Exercise
If a line in the data contains "AppState", copy it out.
___ Exercise inputs
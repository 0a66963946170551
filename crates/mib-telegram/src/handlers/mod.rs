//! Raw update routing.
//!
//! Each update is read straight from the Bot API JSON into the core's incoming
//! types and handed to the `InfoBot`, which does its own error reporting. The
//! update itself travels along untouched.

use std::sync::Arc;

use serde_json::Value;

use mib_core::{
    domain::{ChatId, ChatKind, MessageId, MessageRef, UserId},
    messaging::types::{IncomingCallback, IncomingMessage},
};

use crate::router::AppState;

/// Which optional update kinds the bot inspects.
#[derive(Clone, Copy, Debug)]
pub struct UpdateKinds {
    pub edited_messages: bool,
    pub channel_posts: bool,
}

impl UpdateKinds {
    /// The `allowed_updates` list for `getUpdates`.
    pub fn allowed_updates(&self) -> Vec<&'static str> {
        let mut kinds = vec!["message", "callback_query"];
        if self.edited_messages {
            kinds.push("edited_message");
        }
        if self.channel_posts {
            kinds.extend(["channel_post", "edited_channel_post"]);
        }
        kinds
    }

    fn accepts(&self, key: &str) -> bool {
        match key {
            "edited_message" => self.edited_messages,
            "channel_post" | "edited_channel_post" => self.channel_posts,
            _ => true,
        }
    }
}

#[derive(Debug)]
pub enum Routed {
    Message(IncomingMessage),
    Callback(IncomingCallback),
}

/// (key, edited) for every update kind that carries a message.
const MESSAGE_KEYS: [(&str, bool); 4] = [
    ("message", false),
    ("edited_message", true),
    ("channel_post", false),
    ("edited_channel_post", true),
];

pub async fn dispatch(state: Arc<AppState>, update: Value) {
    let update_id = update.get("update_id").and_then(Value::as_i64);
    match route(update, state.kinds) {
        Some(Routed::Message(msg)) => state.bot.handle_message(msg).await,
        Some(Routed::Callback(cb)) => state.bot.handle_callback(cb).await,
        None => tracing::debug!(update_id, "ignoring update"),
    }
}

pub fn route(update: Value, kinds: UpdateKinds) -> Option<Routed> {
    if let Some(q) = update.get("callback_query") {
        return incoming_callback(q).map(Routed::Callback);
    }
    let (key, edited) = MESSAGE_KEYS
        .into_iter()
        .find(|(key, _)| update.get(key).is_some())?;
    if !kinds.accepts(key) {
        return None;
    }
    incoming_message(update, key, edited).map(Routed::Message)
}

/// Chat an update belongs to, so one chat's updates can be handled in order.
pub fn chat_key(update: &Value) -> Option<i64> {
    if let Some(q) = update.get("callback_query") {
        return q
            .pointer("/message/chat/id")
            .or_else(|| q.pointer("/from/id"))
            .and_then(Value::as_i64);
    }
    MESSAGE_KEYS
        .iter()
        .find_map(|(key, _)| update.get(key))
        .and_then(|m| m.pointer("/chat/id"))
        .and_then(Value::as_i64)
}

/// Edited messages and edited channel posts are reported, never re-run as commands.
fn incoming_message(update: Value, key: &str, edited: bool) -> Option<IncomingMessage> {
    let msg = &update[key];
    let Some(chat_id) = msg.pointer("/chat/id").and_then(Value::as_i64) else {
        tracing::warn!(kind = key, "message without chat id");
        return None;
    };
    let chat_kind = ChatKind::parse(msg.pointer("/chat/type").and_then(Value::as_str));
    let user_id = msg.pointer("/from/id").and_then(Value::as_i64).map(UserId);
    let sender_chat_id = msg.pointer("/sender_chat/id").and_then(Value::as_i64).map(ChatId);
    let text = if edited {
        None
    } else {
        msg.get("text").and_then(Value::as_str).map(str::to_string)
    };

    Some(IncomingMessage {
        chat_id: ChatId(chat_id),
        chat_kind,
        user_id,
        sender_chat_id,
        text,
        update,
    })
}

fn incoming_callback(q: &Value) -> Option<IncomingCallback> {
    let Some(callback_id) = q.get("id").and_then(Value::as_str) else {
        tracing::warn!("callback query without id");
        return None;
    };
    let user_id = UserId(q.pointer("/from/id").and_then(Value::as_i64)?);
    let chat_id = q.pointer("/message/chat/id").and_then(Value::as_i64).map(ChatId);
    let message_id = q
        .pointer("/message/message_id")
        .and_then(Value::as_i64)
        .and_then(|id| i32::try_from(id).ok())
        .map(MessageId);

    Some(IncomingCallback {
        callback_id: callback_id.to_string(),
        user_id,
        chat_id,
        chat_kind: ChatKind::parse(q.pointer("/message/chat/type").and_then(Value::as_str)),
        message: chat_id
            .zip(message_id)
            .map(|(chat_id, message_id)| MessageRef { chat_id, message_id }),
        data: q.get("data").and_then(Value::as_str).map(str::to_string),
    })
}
______
___ Exercise inputs
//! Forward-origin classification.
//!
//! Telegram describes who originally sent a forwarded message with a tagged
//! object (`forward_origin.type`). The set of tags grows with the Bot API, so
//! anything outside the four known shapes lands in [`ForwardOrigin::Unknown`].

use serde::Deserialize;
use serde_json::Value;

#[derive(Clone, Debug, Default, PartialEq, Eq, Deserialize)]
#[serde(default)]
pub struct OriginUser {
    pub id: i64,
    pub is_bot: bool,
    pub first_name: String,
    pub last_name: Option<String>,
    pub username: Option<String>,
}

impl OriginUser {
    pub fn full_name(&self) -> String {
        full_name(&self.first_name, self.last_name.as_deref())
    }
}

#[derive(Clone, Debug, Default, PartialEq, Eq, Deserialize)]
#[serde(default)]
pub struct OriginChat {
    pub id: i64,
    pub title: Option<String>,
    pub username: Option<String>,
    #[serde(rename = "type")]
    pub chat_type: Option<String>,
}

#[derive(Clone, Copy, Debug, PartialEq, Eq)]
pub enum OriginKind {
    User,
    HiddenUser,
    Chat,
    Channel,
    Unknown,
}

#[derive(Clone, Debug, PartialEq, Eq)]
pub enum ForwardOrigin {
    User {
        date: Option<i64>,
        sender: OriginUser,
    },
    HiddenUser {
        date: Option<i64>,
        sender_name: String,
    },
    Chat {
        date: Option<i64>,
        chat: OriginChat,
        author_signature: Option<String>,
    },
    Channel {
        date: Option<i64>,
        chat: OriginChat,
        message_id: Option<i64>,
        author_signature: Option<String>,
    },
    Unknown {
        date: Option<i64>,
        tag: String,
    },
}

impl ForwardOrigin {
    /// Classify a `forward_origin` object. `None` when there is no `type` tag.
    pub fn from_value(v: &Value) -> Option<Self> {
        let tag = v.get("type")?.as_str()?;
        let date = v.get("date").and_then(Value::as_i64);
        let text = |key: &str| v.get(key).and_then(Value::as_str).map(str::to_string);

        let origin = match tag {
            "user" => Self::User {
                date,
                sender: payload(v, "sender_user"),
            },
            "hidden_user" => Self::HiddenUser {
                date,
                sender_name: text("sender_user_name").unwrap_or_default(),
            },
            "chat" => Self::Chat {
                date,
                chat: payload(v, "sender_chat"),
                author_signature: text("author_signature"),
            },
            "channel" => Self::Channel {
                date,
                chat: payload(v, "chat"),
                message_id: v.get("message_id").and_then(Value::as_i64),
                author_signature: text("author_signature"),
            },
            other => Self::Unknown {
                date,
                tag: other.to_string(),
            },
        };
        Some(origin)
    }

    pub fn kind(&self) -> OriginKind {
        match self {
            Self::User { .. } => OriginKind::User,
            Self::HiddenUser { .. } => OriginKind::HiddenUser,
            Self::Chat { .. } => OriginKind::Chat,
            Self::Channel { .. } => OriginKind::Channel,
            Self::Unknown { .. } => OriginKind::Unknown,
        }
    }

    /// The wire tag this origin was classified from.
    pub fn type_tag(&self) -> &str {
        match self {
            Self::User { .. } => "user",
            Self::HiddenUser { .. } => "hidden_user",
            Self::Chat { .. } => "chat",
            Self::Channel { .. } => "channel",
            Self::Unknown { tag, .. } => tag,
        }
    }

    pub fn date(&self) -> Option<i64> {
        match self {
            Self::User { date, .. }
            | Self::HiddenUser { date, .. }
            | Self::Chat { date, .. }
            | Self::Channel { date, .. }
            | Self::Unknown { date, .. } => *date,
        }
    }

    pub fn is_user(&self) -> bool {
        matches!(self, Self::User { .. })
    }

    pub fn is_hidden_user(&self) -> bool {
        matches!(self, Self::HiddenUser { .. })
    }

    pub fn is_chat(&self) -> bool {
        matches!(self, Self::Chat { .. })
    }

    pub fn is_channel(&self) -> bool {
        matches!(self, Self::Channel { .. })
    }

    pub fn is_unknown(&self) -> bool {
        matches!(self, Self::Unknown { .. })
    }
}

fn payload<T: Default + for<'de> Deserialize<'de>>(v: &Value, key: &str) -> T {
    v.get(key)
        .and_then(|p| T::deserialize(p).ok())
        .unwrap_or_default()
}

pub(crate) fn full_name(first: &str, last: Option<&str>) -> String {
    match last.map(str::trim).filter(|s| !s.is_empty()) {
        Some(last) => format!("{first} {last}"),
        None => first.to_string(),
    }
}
______
___ Exercise inputs
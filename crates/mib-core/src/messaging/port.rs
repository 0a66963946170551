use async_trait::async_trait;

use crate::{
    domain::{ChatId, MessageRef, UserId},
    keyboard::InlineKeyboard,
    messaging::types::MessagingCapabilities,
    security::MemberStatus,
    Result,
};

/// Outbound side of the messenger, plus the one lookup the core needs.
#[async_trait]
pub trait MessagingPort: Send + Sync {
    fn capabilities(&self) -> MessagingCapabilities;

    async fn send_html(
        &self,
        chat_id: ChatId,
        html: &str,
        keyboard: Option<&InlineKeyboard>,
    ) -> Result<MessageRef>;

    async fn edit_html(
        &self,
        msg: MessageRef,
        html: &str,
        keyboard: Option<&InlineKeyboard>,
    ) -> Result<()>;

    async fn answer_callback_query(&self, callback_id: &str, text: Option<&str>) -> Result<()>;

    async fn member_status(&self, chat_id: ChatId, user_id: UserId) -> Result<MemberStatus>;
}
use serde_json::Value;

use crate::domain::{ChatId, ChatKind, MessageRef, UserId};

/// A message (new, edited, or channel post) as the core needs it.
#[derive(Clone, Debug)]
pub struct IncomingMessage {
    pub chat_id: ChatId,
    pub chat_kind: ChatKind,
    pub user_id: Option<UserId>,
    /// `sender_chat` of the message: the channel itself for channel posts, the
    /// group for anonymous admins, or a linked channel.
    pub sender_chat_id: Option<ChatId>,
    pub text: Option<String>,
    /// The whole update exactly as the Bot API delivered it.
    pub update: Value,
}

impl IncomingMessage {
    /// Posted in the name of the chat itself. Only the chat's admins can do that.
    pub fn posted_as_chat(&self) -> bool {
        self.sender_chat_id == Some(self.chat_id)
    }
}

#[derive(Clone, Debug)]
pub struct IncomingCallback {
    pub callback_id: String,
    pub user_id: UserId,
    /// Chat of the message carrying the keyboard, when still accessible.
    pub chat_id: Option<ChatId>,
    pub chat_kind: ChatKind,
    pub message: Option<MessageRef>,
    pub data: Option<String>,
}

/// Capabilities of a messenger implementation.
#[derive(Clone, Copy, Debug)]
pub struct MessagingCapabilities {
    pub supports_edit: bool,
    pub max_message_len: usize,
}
______
Answer to this exercise
use crate::router::AppState;
pub async fn dispatch(state: Arc<AppState>, update: Value) {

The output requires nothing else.